Filter the entries down to the lines holding "image", then copy those lines.

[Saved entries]
=== Begin Enclosure ===

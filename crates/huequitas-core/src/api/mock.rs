use std::collections::{HashMap, HashSet};
use std::sync::{Mutex, MutexGuard};
use std::time::Duration;

use chrono::Utc;

use super::{fixtures, ReviewApi};
use crate::error::{HueError, Result};
use crate::model::*;
use crate::search::{self, CategoryFilter};

// Simulated round-trip times, in milliseconds.
const LOGIN_MS: u64 = 800;
const SIGNUP_MS: u64 = 1000;
const LIST_MS: u64 = 600;
const SEARCH_MS: u64 = 400;
const TOP_RATED_MS: u64 = 500;
const CREATE_REVIEW_MS: u64 = 700;
const CHAT_MS: u64 = 500;
const SEND_MS: u64 = 300;
const DEFAULT_MS: u64 = 300;

const MIN_MOCK_PASSWORD: usize = 6;

#[derive(Default)]
struct MockState {
    restaurants: Vec<Restaurant>,
    users: Vec<User>,
    reviews: Vec<Review>,
    likes: HashSet<String>,
    messages: HashMap<String, Vec<ChatMessage>>,
    reset_tokens: HashSet<String>,
}

/// In-memory backend seeded from fixtures.
///
/// Any non-empty email with a password of six or more characters signs in.
/// New reviews, likes and chat messages are attributed to the first fixture
/// user and are lost when the value is dropped.
pub struct MockApi {
    state: Mutex<MockState>,
    latency: bool,
}

impl MockApi {
    pub fn new(latency: bool) -> Self {
        let mut messages = HashMap::new();
        messages.insert(DEFAULT_ROOM.to_string(), fixtures::chat_messages());
        Self {
            state: Mutex::new(MockState {
                restaurants: fixtures::restaurants(),
                users: fixtures::users(),
                messages,
                ..Default::default()
            }),
            latency,
        }
    }

    /// No simulated delays. Used by tests and scripted runs.
    pub fn without_latency() -> Self {
        Self::new(false)
    }

    async fn delay(&self, ms: u64) {
        if self.latency {
            tokio::time::sleep(Duration::from_millis(ms)).await;
        }
    }

    fn state(&self) -> Result<MutexGuard<'_, MockState>> {
        self.state
            .lock()
            .map_err(|e| HueError::Storage(format!("failed to acquire mock state lock: {e}")))
    }

    fn token() -> String {
        format!("mock-jwt-token-{}", Utc::now().timestamp_millis())
    }

    fn author(state: &MockState) -> Result<User> {
        state
            .users
            .first()
            .cloned()
            .ok_or_else(|| HueError::NotFound("mock user".into()))
    }

    fn require_restaurant(state: &MockState, id: &str) -> Result<()> {
        if state.restaurants.iter().any(|r| r.id == id) {
            Ok(())
        } else {
            Err(HueError::NotFound(format!("restaurant {id}")))
        }
    }
}

fn rejected(status: u16, message: &str) -> HueError {
    HueError::Api {
        status,
        message: Some(message.to_string()),
    }
}

impl ReviewApi for MockApi {
    async fn login(&self, email: &str, password: &str) -> Result<AuthResponse> {
        self.delay(LOGIN_MS).await;
        if email.trim().is_empty() || password.chars().count() < MIN_MOCK_PASSWORD {
            return Err(rejected(401, "Invalid credentials"));
        }
        let user = Self::author(&*self.state()?)?;
        tracing::debug!(user = %user.id, "mock login");
        Ok(AuthResponse {
            message: Some("Login successful".into()),
            token: Self::token(),
            user,
        })
    }

    async fn register(&self, name: &str, email: &str, _password: &str) -> Result<AuthResponse> {
        self.delay(SIGNUP_MS).await;
        let user = User {
            id: uuid::Uuid::now_v7().to_string(),
            name: name.trim().to_string(),
            email: email.trim().to_string(),
        };
        self.state()?.users.push(user.clone());
        Ok(AuthResponse {
            message: Some("User registered successfully".into()),
            token: Self::token(),
            user,
        })
    }

    async fn request_password_reset(&self, email: &str) -> Result<ResetTicket> {
        self.delay(DEFAULT_MS).await;
        if email.trim().is_empty() {
            return Err(rejected(400, "Email is required"));
        }
        let reset_token = uuid::Uuid::now_v7().simple().to_string();
        self.state()?.reset_tokens.insert(reset_token.clone());
        Ok(ResetTicket {
            reset_token,
            message: Some("Password reset token generated".into()),
        })
    }

    async fn reset_password(&self, reset_token: &str, new_password: &str) -> Result<Ack> {
        self.delay(DEFAULT_MS).await;
        if new_password.chars().count() < MIN_MOCK_PASSWORD {
            return Err(rejected(400, "Password is too short"));
        }
        if !self.state()?.reset_tokens.remove(reset_token) {
            return Err(rejected(400, "Invalid or expired reset token"));
        }
        Ok(Ack {
            message: Some("Password has been reset".into()),
        })
    }

    async fn list_restaurants(&self) -> Result<Vec<Restaurant>> {
        self.delay(LIST_MS).await;
        Ok(self.state()?.restaurants.clone())
    }

    async fn search_restaurants(
        &self,
        query: &str,
        category: &CategoryFilter,
    ) -> Result<Vec<Restaurant>> {
        self.delay(SEARCH_MS).await;
        let state = self.state()?;
        Ok(search::filter_restaurants(&state.restaurants, query, category))
    }

    async fn top_rated(&self) -> Result<Vec<Restaurant>> {
        self.delay(TOP_RATED_MS).await;
        let all = self.state()?.restaurants.clone();
        Ok(search::sort_top_rated(all))
    }

    async fn get_restaurant(&self, id: &str) -> Result<Restaurant> {
        self.delay(DEFAULT_MS).await;
        self.state()?
            .restaurants
            .iter()
            .find(|r| r.id == id)
            .cloned()
            .ok_or_else(|| HueError::NotFound(format!("restaurant {id}")))
    }

    async fn create_restaurant(&self, data: &NewRestaurant) -> Result<Restaurant> {
        self.delay(DEFAULT_MS).await;
        data.validate()?;
        let restaurant = Restaurant {
            id: uuid::Uuid::now_v7().to_string(),
            name: data.name.clone(),
            description: data.description.clone(),
            address: data.address.clone(),
            cuisine: data.cuisine.clone(),
            rating: None,
            total_ratings: Some(0),
            image: data.image.clone(),
        };
        self.state()?.restaurants.push(restaurant.clone());
        Ok(restaurant)
    }

    async fn delete_restaurant(&self, id: &str) -> Result<Ack> {
        self.delay(DEFAULT_MS).await;
        let mut state = self.state()?;
        Self::require_restaurant(&state, id)?;
        state.restaurants.retain(|r| r.id != id);
        state.reviews.retain(|r| r.restaurant_id != id);
        state.likes.remove(id);
        Ok(Ack {
            message: Some("Restaurant deleted".into()),
        })
    }

    async fn create_review(&self, review: &NewReview) -> Result<Review> {
        self.delay(CREATE_REVIEW_MS).await;
        let mut state = self.state()?;
        Self::require_restaurant(&state, &review.restaurant_id)?;
        let author = Self::author(&state)?;
        let created = Review {
            id: uuid::Uuid::now_v7().to_string(),
            restaurant_id: review.restaurant_id.clone(),
            user_id: author.id,
            user_name: author.name,
            rating: review.rating,
            comment: review.comment.clone(),
            image: review.image.clone(),
            created_at: Utc::now(),
        };
        state.reviews.push(created.clone());
        Ok(created)
    }

    async fn list_reviews(&self, restaurant_id: &str) -> Result<Vec<Review>> {
        self.delay(DEFAULT_MS).await;
        let state = self.state()?;
        Self::require_restaurant(&state, restaurant_id)?;
        Ok(state
            .reviews
            .iter()
            .filter(|r| r.restaurant_id == restaurant_id)
            .cloned()
            .collect())
    }

    async fn update_review(&self, id: &str, update: &ReviewUpdate) -> Result<Review> {
        self.delay(DEFAULT_MS).await;
        let mut state = self.state()?;
        let review = state
            .reviews
            .iter_mut()
            .find(|r| r.id == id)
            .ok_or_else(|| HueError::NotFound(format!("review {id}")))?;
        review.rating = update.rating;
        review.comment = update.comment.clone();
        review.image = update.image.clone();
        Ok(review.clone())
    }

    async fn toggle_like(&self, restaurant_id: &str) -> Result<LikeStatus> {
        self.delay(DEFAULT_MS).await;
        let mut state = self.state()?;
        Self::require_restaurant(&state, restaurant_id)?;
        let liked = if state.likes.remove(restaurant_id) {
            false
        } else {
            state.likes.insert(restaurant_id.to_string());
            true
        };
        Ok(LikeStatus {
            liked,
            message: Some(if liked { "Liked" } else { "Unliked" }.into()),
        })
    }

    async fn like_status(&self, restaurant_id: &str) -> Result<LikeStatus> {
        self.delay(DEFAULT_MS).await;
        let state = self.state()?;
        Self::require_restaurant(&state, restaurant_id)?;
        Ok(LikeStatus {
            liked: state.likes.contains(restaurant_id),
            message: None,
        })
    }

    async fn chat_history(&self, room: &str) -> Result<Vec<ChatMessage>> {
        self.delay(CHAT_MS).await;
        let mut messages = self
            .state()?
            .messages
            .get(room)
            .cloned()
            .unwrap_or_default();
        sort_by_timestamp(&mut messages);
        Ok(messages)
    }

    async fn send_message(&self, room: &str, text: &str) -> Result<ChatMessage> {
        self.delay(SEND_MS).await;
        let mut state = self.state()?;
        let author = Self::author(&state)?;
        let message = ChatMessage {
            id: uuid::Uuid::now_v7().to_string(),
            user_id: author.id,
            user_name: author.name,
            message: text.to_string(),
            timestamp: Utc::now(),
        };
        state
            .messages
            .entry(room.to_string())
            .or_default()
            .push(message.clone());
        Ok(message)
    }
}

=== End Enclosure ===

Your response ▸
            image: data.image.clone(),
            image: review.image.clone(),
        review.image = update.image.clone();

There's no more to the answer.